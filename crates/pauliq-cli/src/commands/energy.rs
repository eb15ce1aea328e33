//! Energy command implementation.

use anyhow::Result;
use console::style;

use pauliq_profiles::PauliqConfig;

use super::common::{load_profile, parse_state, state_label};

/// Execute the energy command.
pub fn execute(
    config: &PauliqConfig,
    profile: Option<&str>,
    qubits: Option<usize>,
    state: Option<&str>,
) -> Result<()> {
    let mut profile = load_profile(config, profile, qubits)?;
    let psi = parse_state(state, profile.num_qubits())?;
    let energy = profile.compute_energy(Some(&psi))?;

    println!(
        "{} |{}⟩ under {}",
        style("→").cyan().bold(),
        state_label(state, profile.num_qubits()),
        style(profile.name()).green()
    );
    println!("  Energy: {}", style(format!("{energy:.6}")).yellow().bold());
    Ok(())
}
//! Tests for energy optimization and measurement fitting.

use std::sync::Arc;

use approx::assert_relative_eq;
use pauliq_core::{Hamiltonian, QuantumState};
use pauliq_learn::{
    GradientDescent, LearnError, LearningLog, LeastMeanSquares, Measurement, OptimizerConfig,
    learn_from_measurements,
};

fn two_z() -> Hamiltonian {
    let mut h = Hamiltonian::new(2).unwrap();
    h.add_term(1.0, "ZI").unwrap();
    h.add_term(1.0, "IZ").unwrap();
    h
}

fn measurements_of(h: &mut Hamiltonian, labels: &[&str]) -> Vec<Measurement> {
    labels
        .iter()
        .map(|label| {
            let state = QuantumState::from_bitstring(label).unwrap();
            let energy = h.compute_energy(&state).unwrap();
            Measurement::new(state, energy)
        })
        .collect()
}

// ---------------------------------------------------------------------------
// optimize
// ---------------------------------------------------------------------------

#[test]
fn target_equal_to_current_energy_converges_immediately() {
    let mut h = two_z();
    let psi = QuantumState::zero(2).unwrap();
    let optimizer = GradientDescent::default();
    let run = optimizer.optimize(&mut h, &psi, 2.0).unwrap();

    assert!(run.converged);
    assert_eq!(run.iterations_used, 1);
    assert!(run.final_error < 1e-12);
    assert_eq!(h.coefficients(), vec![1.0, 1.0]);
}

#[test]
fn optimize_reaches_target() {
    let mut h = two_z();
    let psi = QuantumState::zero(2).unwrap();
    let config = OptimizerConfig::default().with_learning_rate(0.1);
    let optimizer = GradientDescent::new(config).unwrap();
    let run = optimizer.optimize(&mut h, &psi, 1.0).unwrap();

    assert!(run.converged);
    assert!(run.iterations_used < 30);
    assert!((h.compute_energy(&psi).unwrap() - 1.0).abs() < 1e-4);
    assert_eq!(run.error_history.len(), run.iterations_used);
    assert_eq!(run.target_energy, Some(1.0));
}

#[test]
fn exhausted_budget_is_not_an_error() {
    let mut h = two_z();
    let psi = QuantumState::zero(2).unwrap();
    let run = GradientDescent::default().optimize(&mut h, &psi, 1.0).unwrap();

    assert!(!run.converged);
    assert_eq!(run.iterations_used, 100);
    assert!(run.final_error > 1e-4);
    assert!(run.final_error < 1.0);
    assert!(run.best_error <= run.final_error);

    match run.into_result() {
        Err(LearnError::ConvergenceFailure { iterations, .. }) => assert_eq!(iterations, 100),
        other => panic!("expected ConvergenceFailure, got {other:?}"),
    }
}

#[test]
fn error_history_decreases() {
    let mut h = two_z();
    let psi = QuantumState::zero(2).unwrap();
    let run = GradientDescent::default().optimize(&mut h, &psi, 0.0).unwrap();
    assert!(run.error_history.windows(2).all(|w| w[1] <= w[0]));
}

#[test]
fn optimize_snapshots_into_log() {
    let mut h = two_z();
    let psi = QuantumState::zero(2).unwrap();
    let log = LearningLog::new();
    let run = GradientDescent::default()
        .optimize_logged(&mut h, &psi, 1.0, Some(&log))
        .unwrap();

    // iterations 0, 10, ..., 90
    assert_eq!(log.snapshots().len(), 10);
    assert_eq!(log.snapshots()[0].metadata["iteration"], 0);
    assert_eq!(log.summary().training_iterations, run.iterations_used);
}

#[test]
fn dimension_mismatch_propagates() {
    let mut h = two_z();
    let psi = QuantumState::zero(3).unwrap();
    assert!(matches!(
        GradientDescent::default().optimize(&mut h, &psi, 0.0),
        Err(LearnError::Core(_))
    ));
}

// ---------------------------------------------------------------------------
// learn_from_measurements
// ---------------------------------------------------------------------------

#[test]
fn recovers_two_term_hamiltonian() {
    let mut truth = Hamiltonian::new(2).unwrap();
    truth.add_term(0.7, "ZI").unwrap();
    truth.add_term(-0.4, "IZ").unwrap();
    let data = measurements_of(&mut truth, &["00", "01", "10"]);

    let (fitted, run) = learn_from_measurements(&data, None).unwrap();
    assert!(run.converged);
    let c = fitted.coefficients();
    assert!(((c[0] - 0.7) / 0.7).abs() < 0.01);
    assert!(((c[1] + 0.4) / 0.4).abs() < 0.01);
}

#[test]
fn template_defines_basis_and_is_untouched() {
    let mut truth = Hamiltonian::new(2).unwrap();
    truth.add_term(0.5, "ZZ").unwrap();
    truth.add_term(-0.25, "ZI").unwrap();
    let data = measurements_of(&mut truth, &["00", "01", "10", "11"]);

    let mut template = Hamiltonian::new(2).unwrap();
    template.add_term(0.0, "ZZ").unwrap();
    template.add_term(0.0, "ZI").unwrap();

    let (fitted, run) = learn_from_measurements(&data, Some(&template)).unwrap();
    assert!(run.converged);
    assert_relative_eq!(fitted.coefficients()[0], 0.5, epsilon = 1e-4);
    assert_relative_eq!(fitted.coefficients()[1], -0.25, epsilon = 1e-4);
    assert_eq!(template.coefficients(), vec![0.0, 0.0]);
}

#[test]
fn empty_measurements_rejected() {
    assert_eq!(
        learn_from_measurements(&[], None).unwrap_err(),
        LearnError::EmptyMeasurements
    );
}

#[test]
fn mixed_dimensions_rejected() {
    let data = vec![
        Measurement::new(QuantumState::from_bitstring("00").unwrap(), 1.0),
        Measurement::new(QuantumState::from_bitstring("000").unwrap(), 1.0),
    ];
    assert!(matches!(
        learn_from_measurements(&data, None),
        Err(LearnError::Core(_))
    ));
}

// ---------------------------------------------------------------------------
// Learning log as observer
// ---------------------------------------------------------------------------

#[test]
fn log_trains_models_from_observed_energies() {
    let log = Arc::new(LearningLog::for_terms(2));
    log.register_model(Box::new(LeastMeanSquares::new(2, 0.05)))
        .unwrap();

    let mut h = two_z();
    h.subscribe(log.clone());
    let psi = QuantumState::zero(2).unwrap();
    GradientDescent::default().optimize(&mut h, &psi, 1.0).unwrap();

    assert!(log.summary().pending_samples > 0);
    let used = log.train_models().unwrap();
    assert!(used > 0);
    assert_eq!(log.summary().pending_samples, 0);
    assert_eq!(log.predict(&[1.0, 1.0]).unwrap().len(), 1);
}
//! Dense matrix assembly and the two-state matrix cache.
//!
//! Each term contributes
//!
//!   c_k · (σ_{k,0} ⊗ σ_{k,1} ⊗ … ⊗ σ_{k,n−1})
//!
//! built with Kronecker products from the left, so qubit 0 is the
//! most-significant factor. Real coefficients on self-adjoint Pauli
//! strings make the sum Hermitian by construction.

use nalgebra::{DMatrix, DVector};
use num_complex::Complex64;
use tracing::trace;

use crate::pauli::PauliString;
use crate::term::Term;

/// Matrix of a single Pauli string, `2^n × 2^n`.
pub fn pauli_string_matrix(pauli: &PauliString) -> DMatrix<Complex64> {
    pauli
        .ops()
        .iter()
        .fold(DMatrix::identity(1, 1), |acc, op| acc.kronecker(&op.matrix()))
}

/// Assemble `Σ_k c_k P_k` on `n_qubits`. An empty term list gives the zero
/// matrix.
pub fn assemble(n_qubits: usize, terms: &[Term]) -> DMatrix<Complex64> {
    let dim = 1usize << n_qubits;
    let mut matrix = DMatrix::zeros(dim, dim);
    for term in terms {
        trace!(term = %term, "accumulating term matrix");
        matrix += pauli_string_matrix(&term.pauli) * Complex64::new(term.coefficient, 0.0);
    }
    matrix
}

/// True if `‖M − M†‖_max ≤ tol`.
pub fn is_hermitian(matrix: &DMatrix<Complex64>, tol: f64) -> bool {
    if !matrix.is_square() {
        return false;
    }
    let n = matrix.nrows();
    (0..n).all(|r| (r..n).all(|c| (matrix[(r, c)] - matrix[(c, r)].conj()).norm() <= tol))
}

/// `Re⟨ψ|M|ψ⟩` for an already-validated state.
pub(crate) fn expectation(matrix: &DMatrix<Complex64>, amplitudes: &DVector<Complex64>) -> f64 {
    let m_psi = matrix * amplitudes;
    amplitudes.dotc(&m_psi).re
}

/// Observable state of a [`MatrixCache`].
#[derive(Debug, Clone, Copy, PartialEq, Eq)]
pub enum CacheState {
    /// Terms changed since the last build; the next read rebuilds.
    Dirty,
    /// The stored matrix matches the current terms.
    Valid,
}

/// Dense matrix cache with explicit invalidation.
///
/// `Dirty --invalidate--> Dirty`, `Dirty --get--> Valid` (rebuild),
/// `Valid --invalidate--> Dirty`, `Valid --get--> Valid` (no rebuild).
#[derive(Debug, Clone, Default)]
pub struct MatrixCache {
    // `Some` exactly when the cache is valid.
    matrix: Option<DMatrix<Complex64>>,
}

impl MatrixCache {
    /// An empty, dirty cache.
    pub fn new() -> Self {
        Self::default()
    }

    /// Current state.
    pub fn state(&self) -> CacheState {
        match self.matrix {
            Some(_) => CacheState::Valid,
            None => CacheState::Dirty,
        }
    }

    /// Drop the stored matrix.
    pub fn invalidate(&mut self) {
        self.matrix = None;
    }

    /// The stored matrix, if valid.
    pub fn get(&self) -> Option<&DMatrix<Complex64>> {
        self.matrix.as_ref()
    }

    /// Return the stored matrix, calling `build` first if dirty.
    ///
    /// The boolean is `true` when a rebuild happened.
    pub fn get_or_rebuild<F>(&mut self, build: F) -> (&DMatrix<Complex64>, bool)
    where
        F: FnOnce() -> DMatrix<Complex64>,
    {
        let rebuilt = self.matrix.is_none();
        (self.matrix.get_or_insert_with(build), rebuilt)
    }
}

#[cfg(test)]
mod tests {
    use super::*;
    use approx::assert_relative_eq;

    fn c(re: f64) -> Complex64 {
        Complex64::new(re, 0.0)
    }

    #[test]
    fn test_zi_diagonal_big_endian() {
        let m = assemble(2, &[Term::parse(1.0, "ZI").unwrap()]);
        let diag: Vec<f64> = m.diagonal().iter().map(|z| z.re).collect();
        assert_eq!(diag, vec![1.0, 1.0, -1.0, -1.0]);
    }

    #[test]
    fn test_iz_diagonal() {
        let m = assemble(2, &[Term::parse(1.0, "IZ").unwrap()]);
        let diag: Vec<f64> = m.diagonal().iter().map(|z| z.re).collect();
        assert_eq!(diag, vec![1.0, -1.0, 1.0, -1.0]);
    }

    #[test]
    fn test_xx_flips_both_bits() {
        let m = pauli_string_matrix(&"XX".parse().unwrap());
        // |00⟩ ↔ |11⟩, |01⟩ ↔ |10⟩
        assert_eq!(m[(3, 0)], c(1.0));
        assert_eq!(m[(2, 1)], c(1.0));
        assert_eq!(m[(0, 0)], c(0.0));
    }

    #[test]
    fn test_yy_real_entries() {
        // Y⊗Y = [[0,0,0,-1],[0,0,1,0],[0,1,0,0],[-1,0,0,0]]
        let m = pauli_string_matrix(&"YY".parse().unwrap());
        assert_relative_eq!(m[(0, 3)].re, -1.0);
        assert_relative_eq!(m[(1, 2)].re, 1.0);
        assert_relative_eq!(m[(0, 3)].im, 0.0);
    }

    #[test]
    fn test_empty_is_zero() {
        let m = assemble(3, &[]);
        assert_eq!(m.nrows(), 8);
        assert!(m.iter().all(|z| *z == c(0.0)));
    }

    #[test]
    fn test_cache_transitions() {
        let mut cache = MatrixCache::default();
        assert_eq!(cache.state(), CacheState::Dirty);

        let (_, rebuilt) = cache.get_or_rebuild(|| DMatrix::identity(2, 2));
        assert!(rebuilt);
        assert_eq!(cache.state(), CacheState::Valid);

        let (_, rebuilt) = cache.get_or_rebuild(|| panic!("must not rebuild"));
        assert!(!rebuilt);

        cache.invalidate();
        assert_eq!(cache.state(), CacheState::Dirty);
        assert!(cache.get().is_none());
    }

    #[test]
    fn test_rebuild_returns_fresh_matrix() {
        let mut cache = MatrixCache::new();
        let (m, rebuilt) = cache.get_or_rebuild(|| DMatrix::identity(4, 4));
        assert!(rebuilt);
        assert_eq!(m.nrows(), 4);

        cache.invalidate();
        let (m, rebuilt) = cache.get_or_rebuild(|| DMatrix::zeros(2, 2));
        assert!(rebuilt);
        assert_eq!(m.nrows(), 2);
        assert_eq!(cache.get().map(|m| m.nrows()), Some(2));
    }
}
+ + +
### EXERCISE
Everything above from the line with "empty, dirty cache." to the line with "pub fn invalidate(&mut", both included, must be repeated exactly, and nothing outside that range.

### SOLUTION FOR THIS EXERCISE
    /// An empty, dirty cache.
    pub fn new() -> Self {
        Self::default()
    }

    /// Current state.
    pub fn state(&self) -> CacheState {
        match self.matrix {
            Some(_) => CacheState::Valid,
            None => CacheState::Dirty,
        }
    }

    /// Drop the stored matrix.
    pub fn invalidate(&mut self) {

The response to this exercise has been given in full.